Include Fun Pictures
A picture is worth a thousand words, so they say, and it may be worth even more in the case of a holiday newsletter. Why not include a photo of the new car that you're dying to show off? But if you're going to be a braggadocio, it's best to add a little humor to counter the perception of arrogance. Maybe include yourself in the photo, giving the car a hug or bowing down to it. The same goes for news about your big promotion or all the charity work you're doing. If you're trying to share accomplishments, let a humorous picture do it for you. Pose in your new corner office with a cigar in your mouth and your feet kicked up. Wear a t-shirt that says "Human of the Year" while you're volunteering at the local soup kitchen and have someone snap a photo. If your family and friends have a good sense of humor, they'll understand the subtle irony and appreciate it more than pages and pages of (yawn) verbose horn-blowing.

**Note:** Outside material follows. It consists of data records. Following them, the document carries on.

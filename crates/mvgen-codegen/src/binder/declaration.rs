//! The declaration model of one binder class.

use indexmap::IndexMap;
use rustc_hash::FxHashSet;

use mvgen_core::{
    Diagnostic, FieldSymbol, Location, MemberSymbol, MethodSymbol, ParameterSymbol, SemanticModel, SyntaxNode,
    TypeDecl, TypeId,
};

use super::{binding_command_field_name, binding_field_name, converter_field_name};
use crate::constants::{BINDING_COMMAND, BINDING_PROPERTY, CONVERTER, UNION_TYPE, UNITY_ASSEMBLY_PREFIX};
use crate::diagnostics::{INVALID_FIELD_ATTRIBUTE_ON_BINDING_COMMAND, INVALID_FIELD_ATTRIBUTE_ON_BINDING_PROPERTY};
use crate::error::{GeneratorError, Result};
use crate::forward::gather_forwarded_attributes;
use crate::model::{BindingCommandRef, BindingPropertyRef, TypeRef};
use crate::semantic::{is_binder_base, resolve_endpoint, Endpoint};

/// Everything the binder emitter needs for one class.
#[derive(Debug, Clone)]
pub struct BinderDeclaration<'a> {
    pub syntax: &'a TypeDecl,
    pub symbol: TypeId,
    pub full_name: String,
    /// The direct base class is itself a binder
    pub is_base_binder: bool,
    /// The compilation references the UI framework
    pub references_ui_framework: bool,
    pub binding_property_refs: Vec<BindingPropertyRef>,
    pub binding_command_refs: Vec<BindingCommandRef>,
    /// Non-union parameter types of the property endpoints, by full name
    pub non_union_types: IndexMap<String, TypeRef>,
    pub diagnostics: Vec<Diagnostic>,
}

/// Names of hand-declared fields, by their exact field type.
#[derive(Debug, Default)]
struct DeclaredFields {
    binding_properties: FxHashSet<String>,
    converters: FxHashSet<String>,
    binding_commands: FxHashSet<String>,
}

impl DeclaredFields {
    fn record(&mut self, model: &dyn SemanticModel, field: &FieldSymbol) {
        let Some(ty) = field.ty else {
            return;
        };
        let set = match model.full_name(ty) {
            BINDING_PROPERTY => &mut self.binding_properties,
            CONVERTER => &mut self.converters,
            BINDING_COMMAND => &mut self.binding_commands,
            _ => return,
        };
        set.insert(field.name.clone());
    }
}

struct RawProperty<'m> {
    method: &'m MethodSymbol,
    parameter: &'m ParameterSymbol,
    parameter_type: String,
    is_not_union: bool,
}

struct RawCommand<'m> {
    method: &'m MethodSymbol,
    parameter: Option<&'m ParameterSymbol>,
    parameter_type: Option<String>,
}

impl<'a> BinderDeclaration<'a> {
    /// Build the model for the binder declared by `syntax`.
    ///
    /// Endpoints are collected first; skip flags and forwarded attributes
    /// are then computed into fresh refs.
    pub fn build(model: &'a dyn SemanticModel, syntax: &'a TypeDecl) -> Result<Self> {
        let symbol_id = model
            .declared_type(syntax)
            .ok_or_else(|| GeneratorError::MissingSymbol(syntax.metadata_name()))?;
        let symbol = model.type_symbol(symbol_id);

        let is_base_binder = symbol.base_type.map_or(false, |base| is_binder_base(model, base));

        let mut fields = DeclaredFields::default();
        let mut properties = Vec::new();
        let mut commands = Vec::new();
        let mut non_union_types = IndexMap::new();

        for member in &symbol.members {
            match member {
                MemberSymbol::Field(field) => fields.record(model, field),
                MemberSymbol::Method(method) => match resolve_endpoint(method) {
                    Some(Endpoint::Property(parameter)) => {
                        let parameter_type = parameter_type_name(model, parameter);
                        let is_not_union = parameter_type != UNION_TYPE;
                        if is_not_union {
                            non_union_types
                                .entry(parameter_type.clone())
                                .or_insert_with(|| TypeRef::new(parameter.type_syntax.clone(), parameter.ty));
                        }
                        properties.push(RawProperty { method, parameter, parameter_type, is_not_union });
                    }
                    Some(Endpoint::Command(parameter)) => commands.push(RawCommand {
                        method,
                        parameter,
                        parameter_type: parameter.map(|p| parameter_type_name(model, p)),
                    }),
                    None => {}
                },
                MemberSymbol::Property(_) => {}
            }
        }

        let parts = declaration_parts(model, symbol_id);
        let context_of = |location: &Location| -> &'a TypeDecl {
            parts
                .iter()
                .find(|(path, decl)| {
                    **path == *location.path
                        && decl.span.start <= location.span.start
                        && location.span.end <= decl.span.end
                })
                .map_or(syntax, |(_, decl)| *decl)
        };

        let mut diagnostics = Vec::new();

        let binding_property_refs = properties
            .into_iter()
            .map(|raw| {
                let forwarded = gather_forwarded_attributes(
                    model,
                    context_of(&raw.method.location),
                    raw.method,
                    &INVALID_FIELD_ATTRIBUTE_ON_BINDING_PROPERTY,
                );
                diagnostics.extend(forwarded.diagnostics);
                BindingPropertyRef {
                    skip_binding_property: fields.binding_properties.contains(&binding_field_name(&raw.method.name)),
                    skip_converter: fields.converters.contains(&converter_field_name(&raw.method.name)),
                    method: raw.method.clone(),
                    parameter: raw.parameter.clone(),
                    parameter_type: raw.parameter_type,
                    is_parameter_not_union: raw.is_not_union,
                    forwarded_field_attributes: forwarded.field,
                }
            })
            .collect();

        let binding_command_refs = commands
            .into_iter()
            .map(|raw| {
                let forwarded = gather_forwarded_attributes(
                    model,
                    context_of(&raw.method.location),
                    raw.method,
                    &INVALID_FIELD_ATTRIBUTE_ON_BINDING_COMMAND,
                );
                diagnostics.extend(forwarded.diagnostics);
                BindingCommandRef {
                    skip_binding_command: fields
                        .binding_commands
                        .contains(&binding_command_field_name(&raw.method.name)),
                    method: raw.method.clone(),
                    parameter: raw.parameter.cloned(),
                    parameter_type: raw.parameter_type,
                    forwarded_field_attributes: forwarded.field,
                }
            })
            .collect();

        Ok(Self {
            syntax,
            symbol: symbol_id,
            full_name: symbol.full_name.clone(),
            is_base_binder,
            references_ui_framework: references_ui_framework(model),
            binding_property_refs,
            binding_command_refs,
            non_union_types,
            diagnostics,
        })
    }
}

/// Whether any referenced assembly is the UI framework.
pub fn references_ui_framework(model: &dyn SemanticModel) -> bool {
    model
        .referenced_assemblies()
        .iter()
        .any(|identity| identity.display_name().starts_with(UNITY_ASSEMBLY_PREFIX))
}

fn parameter_type_name(model: &dyn SemanticModel, parameter: &ParameterSymbol) -> String {
    TypeRef::new(parameter.type_syntax.clone(), parameter.ty).full_name(model)
}

/// Every partial declaration of `id`, with the path of its tree.
fn declaration_parts(model: &dyn SemanticModel, id: TypeId) -> Vec<(&str, &TypeDecl)> {
    model
        .syntax_trees()
        .iter()
        .flat_map(|tree| {
            tree.descendant_nodes().into_iter().filter_map(move |node| match node {
                SyntaxNode::Type(decl) => Some((&*tree.path, decl)),
                _ => None,
            })
        })
        .filter(|(_, decl)| model.declared_type(decl) == Some(id))
        .collect()
}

The details that may make cousin Chuckie howl might make Aunt Edna hurl, so know your audience, and keep in mind that less is more. Holiday newsletters are like resumes -- best if they're one page long, and definitely never more than two. Instead of trying to pack in every exciting or awful thing that happened to you over the previous 12 months, pick and choose the ones others might really find interesting. It's your life, so you may find it all very compelling and thrilling. Imagine yourself reading a newsletter from a co-worker, and sift out the details that you wouldn't personally find very interesting or relevant. And while boasting about achievements is a common newsletter inclusion, don't overdo it if you want your readers to get more than halfway through before the gag reflex kicks in. Feel good about your achievements, but resist the urge to share them all with your audience.
Make It Unique
In addition to avoiding the common traps listed above, do everything you can to make your newsletter a little different and funny. Instead of photos, draw your pictures, even if you can't draw. Colorful stick figures can be pretty amusing. If your life isn't too interesting, do a fictional account of your previous year and regale your friends and family with stories about being a wealthy oil baron or an agent for the CIA. "Stealing the Pink Panther diamond had to be the highlight of my year, though lunching with the Duke of Zambia certainly ranked." Have fun with it, and watch as you get some great responses from your readers. They'll appreciate the creativity and may actually be eagerly anticipating your next year's newsletter.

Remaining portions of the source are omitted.